Are you refusing to grow your revenue?
She runs a hot dog shack on the waterfront of a major harbor. She's a tough old bird. Her name is Abbey. She serves hot dogs, burgers and coffee to the industrial workers from around the harbor.
I was standing there along with the workers, last in line, waiting to order. It was obvious that Abbey was often in a bad mood, and always saying, "Nope, can't do that." I had already heard from others that "No" was her favorite word. Someone went to her for a cup of coffee at one point in the day, and she said, "I'm not serving coffee now." He smiled and pleaded, to no avail. She only served coffee when she wanted to serve coffee, in spite of the sign saying "coffee" to the side of the window.
Finally my turn came, and there was no one else around. We struck up a conversation, and I could see that Abbey had a good heart. She asked me what I do for a living, and I told her that I teach people how to make money. "Oh," she said, enthusiastically. "I need to talk to you! So, how do you make money?"
I told her that I could tell her how to make lots of money, but I wasn't sure she'd like what I had to say. Of course, then she really wanted to hear it. So I let her have it, as gently as I could.
"Abbey, if someone is standing here at your window with money, asking for something you sell, you don't tell them 'No.'"
She didn't even argue that she tells people "No." She couldn't. We both knew she did. Instead, she started to tell me all the reasons she had for telling people "No."
"Well, I can't do this and that at the same time," she said. That was the first excuse. There were more, coming fast and furious. I interrupted her. "You're missing the point, Abbey. Or, rather, you are making my point. Your first instinct is to tell me why you can't do it. If you want to make a lot of money, when someone is standing there asking for something, you give it to them. You don't make excuses. You don't tell them why you can't do it. You find a way. You fix the problem. If you really can't fix the problem just then, you tell them you have a problem, and offer another solution. You don't just say no."
Abbey was shaking her head. It was obvious that she didn't want to do what she needed to do to "make more money." Here she was, in a perfect position to take a lot of money home in tips, probably more than she was taking home in salary. Instead she was simply making patrons angry. What she didn't know was that people on the waterfront had very bad things to say about her, and many had sworn off going to her shack entirely, because she was always so rude.
Abbey has made her choice. It's perfectly obvious what she could do to make more money, but she simply refuses to do it.
Abbey's hot dog shack is a miniature of every business I've ever worked with, both the smallest and the largest.
Big companies have their reasons - "It's too hard to change; there are too many people involved; we've always done it this way; it's good enough for our industry; we tried and never succeeded to make it better," etc.

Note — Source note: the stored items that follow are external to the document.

//! Spousal deduction and special spousal deduction
//!
//! Two regimes keyed on the spouse's total income: the ordinary regime up to
//! 580,000 yen (fixed amounts, elderly uplift), and the special regime up to
//! 1,330,000 yen (sliding bracket table, scaled down by own income). All
//! bracket bounds are inclusive on the upper side.

use chrono::NaiveDate;
use serde::{Deserialize, Serialize};

use super::age::is_elderly;
use super::income::Money;

/// Own total income above which no spousal deduction applies
pub const OWN_INCOME_CEILING: Money = 10_000_000;

/// Spouse total income limit for the ordinary regime
const ORDINARY_INCOME_LIMIT: Money = 580_000;

/// Spouse total income limit for the special regime
const SPECIAL_INCOME_LIMIT: Money = 1_330_000;

/// Special regime base amounts by spouse total income (inclusive upper bound).
///
/// The two tail rows both resolve to 10,000 yen; the 1,300,000/1,330,000
/// split is carried over from the statutory table as published.
const SPECIAL_BRACKETS: [(Money, Money); 18] = [
    (500_000, 480_000),
    (550_000, 480_000),
    (600_000, 460_000),
    (650_000, 440_000),
    (700_000, 420_000),
    (750_000, 400_000),
    (800_000, 360_000),
    (850_000, 320_000),
    (900_000, 280_000),
    (950_000, 240_000),
    (1_000_000, 200_000),
    (1_050_000, 160_000),
    (1_100_000, 120_000),
    (1_150_000, 80_000),
    (1_200_000, 40_000),
    (1_250_000, 20_000),
    (1_300_000, 10_000),
    (1_330_000, 10_000),
];

/// Which spousal regime produced the deduction
#[derive(Debug, Clone, Copy, PartialEq, Eq, Serialize, Deserialize)]
pub enum SpouseDeductionKind {
    /// Spousal deduction (spouse income within the ordinary limit)
    Ordinary,
    /// Special spousal deduction (sliding scale above the ordinary limit)
    Special,
}

/// Spousal deduction result
#[derive(Debug, Clone, PartialEq, Eq, Serialize, Deserialize)]
pub struct SpouseDeduction {
    pub amount: Money,
    /// None when no regime applies
    pub kind: Option<SpouseDeductionKind>,
    pub message: String,
}

impl SpouseDeduction {
    pub fn is_eligible(&self) -> bool {
        self.kind.is_some()
    }

    fn ineligible(message: &str) -> Self {
        Self {
            amount: 0,
            kind: None,
            message: message.to_string(),
        }
    }
}

/// Resolve the spousal deduction.
///
/// `spouse_total_income` must already be a total income (salary income plus
/// other income), not a gross salary.
pub fn spouse_deduction(
    own_total_income: Money,
    spouse_total_income: Money,
    spouse_birth_date: Option<NaiveDate>,
    target_year: i32,
) -> SpouseDeduction {
    if own_total_income > OWN_INCOME_CEILING {
        return SpouseDeduction::ineligible(
            "Own total income exceeds 10,000,000 yen; no spousal deduction applies",
        );
    }

    let elderly = is_elderly(spouse_birth_date, target_year);

    if spouse_total_income <= ORDINARY_INCOME_LIMIT {
        let amount = ordinary_amount(own_total_income, elderly);
        return SpouseDeduction {
            amount,
            kind: Some(SpouseDeductionKind::Ordinary),
            message: "Spousal deduction applies".to_string(),
        };
    }

    if spouse_total_income <= SPECIAL_INCOME_LIMIT {
        let base = special_base_amount(spouse_total_income);
        // Own income is already known to be within the ceiling here
        let amount = scale_by_own_income(base, own_total_income).unwrap_or(0);
        return SpouseDeduction {
            amount,
            kind: Some(SpouseDeductionKind::Special),
            message: "Special spousal deduction applies".to_string(),
        };
    }

    SpouseDeduction::ineligible(
        "Spouse total income exceeds 1,330,000 yen; no spousal deduction applies",
    )
}

/// Ordinary regime amounts by own income tier, with the elderly uplift
fn ordinary_amount(own_total_income: Money, elderly: bool) -> Money {
    if own_total_income <= 9_000_000 {
        if elderly { 580_000 } else { 480_000 }
    } else if own_total_income <= 9_500_000 {
        if elderly { 387_000 } else { 320_000 }
    } else {
        if elderly { 193_000 } else { 160_000 }
    }
}

fn special_base_amount(spouse_total_income: Money) -> Money {
    SPECIAL_BRACKETS
        .iter()
        .find(|(bound, _)| spouse_total_income <= *bound)
        .map(|(_, amount)| *amount)
        .unwrap_or(0)
}

/// Reduce a base amount by the own-income tier: full up to 9,000,000,
/// two-thirds up to 9,500,000, one-third up to 10,000,000 (both floored).
/// None above the ceiling. Shared with the dependent special deduction.
pub(crate) fn scale_by_own_income(base: Money, own_total_income: Money) -> Option<Money> {
    if own_total_income <= 9_000_000 {
        Some(base)
    } else if own_total_income <= 9_500_000 {
        Some(base * 2 / 3)
    } else if own_total_income <= OWN_INCOME_CEILING {
        Some(base / 3)
    } else {
        None
    }
}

Smaller companies have their reasons - "I don't have enough capital to make those changes now; if I make those changes, I won't be able to do these other, more pressing things; I don't have time; I can't fire that person now, he knows too much - even if he is rude to customers; it's too hard to find new people; my competitor does it, and it works for him, so I'm not going to improve," etc.
Every single executive making these excuses is just like Abbey in the little shack on the waterfront. She is putting more energy into her excuses than she is into making sure her customers get what they want when they come to her.
I see this with even the most "sophisticated" technical companies. Microsoft is a great example. I finally caved and loaded Office 2007 to one of my computers. As a usability expert, I am appalled at how they'd made the Office programs more difficult to navigate. But, oh, there are some "really sexy" things in there, like 3D icons and menus that appear gradually - just like those over-animated PowerPoint presentations. It's irritating to think that so many programmers spent so much time making so many things so useless, when so many truly useful improvements could have been made. Like fixing the problems with embedded bullets and numbered lists. These are issues that need attention, but Microsoft is just as stubborn, rude, and negligent as Abbey in the shack.
Is there something that your customers have been asking for, and you've been behaving like Abbey? Every time they mentioned what they needed, did you kick in with excuses instead of solutions?
Time to face facts. Anyone can make more money when they stop saying "No," and start finding ways to say "Yes."